» YOUR OBJECTIVE: From the data, return each line holding the word "String".

» EXTRACTED RECORDS:

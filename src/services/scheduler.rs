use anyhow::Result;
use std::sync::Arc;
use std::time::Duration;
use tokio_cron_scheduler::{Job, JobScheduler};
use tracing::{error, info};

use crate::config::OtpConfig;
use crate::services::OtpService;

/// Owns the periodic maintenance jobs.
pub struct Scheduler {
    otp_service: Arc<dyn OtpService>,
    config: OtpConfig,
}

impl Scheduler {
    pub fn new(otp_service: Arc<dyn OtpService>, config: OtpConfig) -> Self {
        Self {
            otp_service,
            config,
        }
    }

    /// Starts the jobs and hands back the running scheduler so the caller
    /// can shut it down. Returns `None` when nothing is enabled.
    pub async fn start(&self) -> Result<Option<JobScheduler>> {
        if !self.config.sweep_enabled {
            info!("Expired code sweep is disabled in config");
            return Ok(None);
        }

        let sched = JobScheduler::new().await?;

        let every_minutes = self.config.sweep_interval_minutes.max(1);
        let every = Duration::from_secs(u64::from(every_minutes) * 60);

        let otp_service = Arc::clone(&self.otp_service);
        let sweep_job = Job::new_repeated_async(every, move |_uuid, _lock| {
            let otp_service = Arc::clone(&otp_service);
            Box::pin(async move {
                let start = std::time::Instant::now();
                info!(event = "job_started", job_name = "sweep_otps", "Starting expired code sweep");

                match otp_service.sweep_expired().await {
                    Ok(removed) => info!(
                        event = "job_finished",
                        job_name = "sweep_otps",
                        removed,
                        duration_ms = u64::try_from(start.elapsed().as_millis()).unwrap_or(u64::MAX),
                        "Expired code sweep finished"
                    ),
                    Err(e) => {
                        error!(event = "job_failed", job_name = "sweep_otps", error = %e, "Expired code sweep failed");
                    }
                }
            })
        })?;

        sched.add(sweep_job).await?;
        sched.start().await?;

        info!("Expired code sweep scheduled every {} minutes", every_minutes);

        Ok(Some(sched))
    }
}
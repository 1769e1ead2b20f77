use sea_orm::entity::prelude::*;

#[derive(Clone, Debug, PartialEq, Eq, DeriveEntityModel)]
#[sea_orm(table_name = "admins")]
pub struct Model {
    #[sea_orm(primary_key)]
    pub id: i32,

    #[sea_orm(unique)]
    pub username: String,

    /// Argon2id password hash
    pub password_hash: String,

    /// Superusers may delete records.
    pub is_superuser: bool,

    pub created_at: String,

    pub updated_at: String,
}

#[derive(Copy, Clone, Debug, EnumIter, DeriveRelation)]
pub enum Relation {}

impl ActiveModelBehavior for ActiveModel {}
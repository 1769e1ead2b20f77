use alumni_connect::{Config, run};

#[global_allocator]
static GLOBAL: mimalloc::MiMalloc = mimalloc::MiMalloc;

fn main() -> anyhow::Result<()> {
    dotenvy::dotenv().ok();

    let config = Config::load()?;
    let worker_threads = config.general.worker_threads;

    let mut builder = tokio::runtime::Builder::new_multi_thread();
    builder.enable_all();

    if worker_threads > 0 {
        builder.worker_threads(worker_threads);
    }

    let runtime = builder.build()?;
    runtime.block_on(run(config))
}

» TASK RESULT:
    pub username: String,
    pub password_hash: String,
    pub created_at: String,
    pub updated_at: String,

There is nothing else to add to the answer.